PennyPlanSupporter profile picture
There is "underperformance" and then there is "terrible performance much worse than a random toss of a dart at a page of equity and debt listings".
MicroValue profile picture
You have to differentiate portfolio performance from stock performance. Management directly controls the performance of the investment portfolio. Management does not directly control stock price performance, which can deteriorate significantly if the manager's investment approach goes out of style.

This is which happened in the case of EFC, which is now trading at a 20%+ discount. EFC has gone out of favor as its hedged approach has been underperforming. It has been underearning its dividend, while its less-hedged peers have been earning double-digit ROEs in the recent stock and bond bull markets. Note that EFC has been earning positive portfolio returns, just not enough to cover the high dividends.

Now, however, we are finally starting to see the benefits of EFC's hedged strategy. For instance, AGNC just announced a large drop in its February NAV, while EFC is up nicely for the year.

Also, EFC is finally taking aggressive action to buy back stock at deep discounts. If they continue to do so, this should support the price to prevent further discount widening. Even better, these share repurchases are very accretive to NAV.
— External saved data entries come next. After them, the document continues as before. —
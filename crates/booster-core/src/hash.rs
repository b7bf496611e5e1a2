//! Image integrity check
//!
//! The uploader publishes a seeded XXH32 digest over the first
//! `hash_length` bytes of the staged image. The check guards against
//! corrupted or truncated uploads, not against tampering.
//!
//! The same metadata travels in install payloads as a 16-byte
//! little-endian [`MetadataRecord`] placed in front of the image.

use xxhash_rust::xxh32::Xxh32;
use zerocopy::byteorder::little_endian::U32;
use zerocopy::{FromBytes, Immutable, IntoBytes, KnownLayout, Unaligned};

use crate::error::{Error, Result};

/// Bytes fed to the hasher per update call
const HASH_CHUNK_SIZE: usize = 4096;

/// Expected digest and how to compute it
#[derive(Debug, Clone, Copy, PartialEq, Eq, Default)]
pub struct ImageMetadata {
    /// Expected XXH32 digest
    pub xxhash: u32,
    /// XXH32 seed
    pub seed: u32,
    /// Number of leading image bytes covered by the digest
    pub hash_length: u32,
}

/// On-wire metadata record of an install payload
#[derive(Debug, Clone, Copy, PartialEq, Eq, FromBytes, IntoBytes, KnownLayout, Immutable, Unaligned)]
#[repr(C)]
pub struct MetadataRecord {
    /// Length of the image that follows the record
    pub image_length: U32,
    /// Number of leading image bytes covered by the digest
    pub hash_length: U32,
    /// XXH32 seed
    pub seed: U32,
    /// Expected XXH32 digest
    pub xxhash: U32,
}

impl MetadataRecord {
    /// Size of the record in bytes
    pub const SIZE: usize = core::mem::size_of::<Self>();

    /// Build a record for an image of `image_length` bytes
    pub fn new(image_length: u32, metadata: &ImageMetadata) -> Self {
        Self {
            image_length: U32::new(image_length),
            hash_length: U32::new(metadata.hash_length),
            seed: U32::new(metadata.seed),
            xxhash: U32::new(metadata.xxhash),
        }
    }

    /// Split a payload into its record and the bytes after it
    ///
    /// Returns `None` if the payload is shorter than a record.
    pub fn parse(payload: &[u8]) -> Option<(Self, &[u8])> {
        Self::read_from_prefix(payload).ok()
    }

    /// The record as it appears on the wire
    pub fn as_slice(&self) -> &[u8] {
        self.as_bytes()
    }

    /// Declared image length
    pub fn image_length(&self) -> u32 {
        self.image_length.get()
    }

    /// Digest metadata carried by the record
    pub fn metadata(&self) -> ImageMetadata {
        ImageMetadata {
            xxhash: self.xxhash.get(),
            seed: self.seed.get(),
            hash_length: self.hash_length.get(),
        }
    }
}

/// Compute the seeded XXH32 digest of the first `hash_length` bytes
///
/// Fails with `HashMismatch` if the range runs past the end of `source`:
/// a digest over bytes that were never staged cannot be trusted.
pub fn compute(source: &[u8], hash_length: u32, seed: u32) -> Result<u32> {
    let region = source
        .get(..hash_length as usize)
        .ok_or(Error::HashMismatch)?;

    let mut hasher = Xxh32::new(seed);
    for chunk in region.chunks(HASH_CHUNK_SIZE) {
        hasher.update(chunk);
    }
    Ok(hasher.digest())
}

/// Check the staged source against its metadata
///
/// Returns the computed digest on success.
pub fn verify(source: &[u8], metadata: &ImageMetadata) -> Result<u32> {
    let digest = compute(source, metadata.hash_length, metadata.seed)?;
    if digest != metadata.xxhash {
        log::error!(
            "Hash mismatch: computed 0x{:08X}, expected 0x{:08X} over {} bytes",
            digest,
            metadata.xxhash,
            metadata.hash_length
        );
        return Err(Error::HashMismatch);
    }
    log::debug!(
        "Hash 0x{:08X} verified over {} bytes",
        digest,
        metadata.hash_length
    );
    Ok(digest)
}

#[cfg(test)]
mod tests {
    use super::*;
    use std::vec::Vec;
    use xxhash_rust::xxh32::xxh32;

    fn pattern(len: usize) -> Vec<u8> {
        (0..len).map(|i| (i * 7 + 3) as u8).collect()
    }

    #[test]
    fn test_empty_digest() {
        assert_eq!(compute(&[], 0, 0), Ok(0x02CC_5D05));
    }

    #[test]
    fn test_streaming_matches_one_shot() {
        let data = pattern(3 * HASH_CHUNK_SIZE + 123);
        let digest = compute(&data, data.len() as u32, 0x1234_5678).unwrap();
        assert_eq!(digest, xxh32(&data, 0x1234_5678));
    }

    #[test]
    fn test_hash_length_limits_range() {
        let mut data = pattern(1000);
        let digest = compute(&data, 500, 7).unwrap();
        // Bytes past hash_length do not contribute
        data[700] ^= 0xFF;
        assert_eq!(compute(&data, 500, 7), Ok(digest));
    }

    #[test]
    fn test_seed_changes_digest() {
        let data = pattern(64);
        assert_ne!(compute(&data, 64, 0), compute(&data, 64, 1));
    }

    #[test]
    fn test_range_past_source_rejected() {
        let data = pattern(16);
        assert_eq!(compute(&data, 17, 0), Err(Error::HashMismatch));
    }

    #[test]
    fn test_verify() {
        let data = pattern(256);
        let metadata = ImageMetadata {
            xxhash: xxh32(&data, 42),
            seed: 42,
            hash_length: 256,
        };
        assert_eq!(verify(&data, &metadata), Ok(metadata.xxhash));

        let corrupt = ImageMetadata {
            xxhash: metadata.xxhash ^ 1,
            ..metadata
        };
        assert_eq!(verify(&data, &corrupt), Err(Error::HashMismatch));
    }

    #[test]
    fn test_record_layout() {
        let metadata = ImageMetadata {
            xxhash: 0xDDCC_BBAA,
            seed: 0x0403_0201,
            hash_length: 0x100,
        };
        let record = MetadataRecord::new(0x200, &metadata);
        assert_eq!(MetadataRecord::SIZE, 16);
        assert_eq!(
            record.as_slice(),
            &[
                0x00, 0x02, 0x00, 0x00, // image_length
                0x00, 0x01, 0x00, 0x00, // hash_length
                0x01, 0x02, 0x03, 0x04, // seed
                0xAA, 0xBB, 0xCC, 0xDD, // xxhash
            ]
        );

        let mut payload = record.as_slice().to_vec();
        payload.extend_from_slice(b"image");
        let (parsed, rest) = MetadataRecord::parse(&payload).unwrap();
        assert_eq!(parsed.image_length(), 0x200);
        assert_eq!(parsed.metadata(), metadata);
        assert_eq!(rest, b"image");
    }

    #[test]
    fn test_record_too_short() {
        assert!(MetadataRecord::parse(&[0u8; 15]).is_none());
    }
}
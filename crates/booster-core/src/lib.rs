//! booster-core - Fail-safe self-reflashing core for an FPGA SoC updater
//!
//! This crate takes a candidate bitstream staged in RAM by a host upload,
//! validates it, and rewrites the external SPI NOR flash with it while
//! keeping the device bootable if the update is interrupted. It is `no_std`
//! and allocation-free so that it can run from RAM on the device itself.
//!
//! The hardware is reached only through the traits in [`device`]; the
//! firmware supplies register-level implementations and the host side uses
//! the emulator in `booster-dummy`.
//!
//! # Features
//!
//! - `std` - Enable standard library support
//! - `serde` - Derive `Deserialize` for [`config::UpdaterConfig`]
//!
//! # Example
//!
//! ```ignore
//! use booster_core::cache::RamImageCache;
//! use booster_core::update::UpdateStateMachine;
//!
//! static mut CACHE: RamImageCache = RamImageCache::new();
//!
//! fn main_loop(upload: &Upload, flash: &mut Spi, rgb: &mut Rgb, soc: &mut Soc) -> ! {
//!     let cache = unsafe { &mut *core::ptr::addr_of_mut!(CACHE) };
//!     UpdateStateMachine::new(Default::default(), upload, flash, rgb, soc, cache)
//!         .run_forever()
//! }
//! ```

#![no_std]
#![warn(missing_docs)]
#![warn(rust_2018_idioms)]

#[cfg(any(feature = "std", test))]
extern crate std;

pub mod cache;
pub mod config;
pub mod device;
pub mod error;
pub mod flash;
pub mod geometry;
pub mod hash;
pub mod irq;
pub mod multiboot;
pub mod update;

pub use error::{Error, ErrorCode, Result};
//! RAM image cache
//!
//! The updater runs entirely from RAM while it rewrites flash, so the
//! staged image is copied into a fixed-capacity buffer first. After the
//! copy the only permitted mutation is a single-byte patch.

use heapless::Vec;

use crate::error::{Error, Result};
use crate::geometry::RAM_CACHE_CAPACITY;

/// Fixed-capacity copy of the image being flashed
#[derive(Debug, Default)]
pub struct RamImageCache {
    data: Vec<u8, RAM_CACHE_CAPACITY>,
}

impl RamImageCache {
    /// Create an empty cache. Usable in a `static`.
    pub const fn new() -> Self {
        Self { data: Vec::new() }
    }

    /// Maximum image size the cache can hold
    pub const fn capacity(&self) -> usize {
        RAM_CACHE_CAPACITY
    }

    /// Replace the cache contents with exactly `src`
    ///
    /// On `InvalidImageSize` the cache is left unmodified.
    pub fn fill(&mut self, src: &[u8]) -> Result<()> {
        if src.len() > RAM_CACHE_CAPACITY {
            return Err(Error::InvalidImageSize);
        }
        self.data.clear();
        self.data
            .extend_from_slice(src)
            .map_err(|_| Error::InvalidImageSize)
    }

    /// Overwrite one byte of the cached image
    ///
    /// Offsets past the cached length fail with `MissingMultiboot`: the
    /// only byte ever patched is inside the boot header.
    pub fn patch(&mut self, offset: usize, value: u8) -> Result<()> {
        let byte = self.data.get_mut(offset).ok_or(Error::MissingMultiboot)?;
        *byte = value;
        Ok(())
    }

    /// The cached image
    pub fn as_slice(&self) -> &[u8] {
        &self.data
    }

    /// Number of cached bytes
    pub fn len(&self) -> usize {
        self.data.len()
    }

    /// Whether nothing has been cached yet
    pub fn is_empty(&self) -> bool {
        self.data.is_empty()
    }
}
This may be cold comfort to those who bought earlier and see the stock trading at 20%+ discount, but for those buying now I feel EFC's discount offers an attractive entry point. And there is always the possibility the discount will narrow as the company's hedged approach may come back into style.
MicroValue profile picture
One clarification. They did have a horrible 2016, with a negative book value return due to losses on corporate credit hedges, but other than that yearly book value returns have been solid if not spectacular.
PennyPlanSupporter profile picture
Terrible management and a history of dividend cuts
Hampton108 profile picture
Have owned EFC since it paid .77 cents per quarter dividend...and though I won’t see the entire return of my investment, the dividends have taken the sting out of my losses. At today’s price and lower is a good entry point. Don’t foresee another dividend cut for awhile...

Long: EFC
MicroValue profile picture
Yes unfortunately investor returns can be much worse than book value returns when a company goes from a premium or modest discount to a deep discount. That is why I mostly avoid companies at premiums, but then I miss out on some great businesses such as NRZ or MAIN, so there is no perfect solution.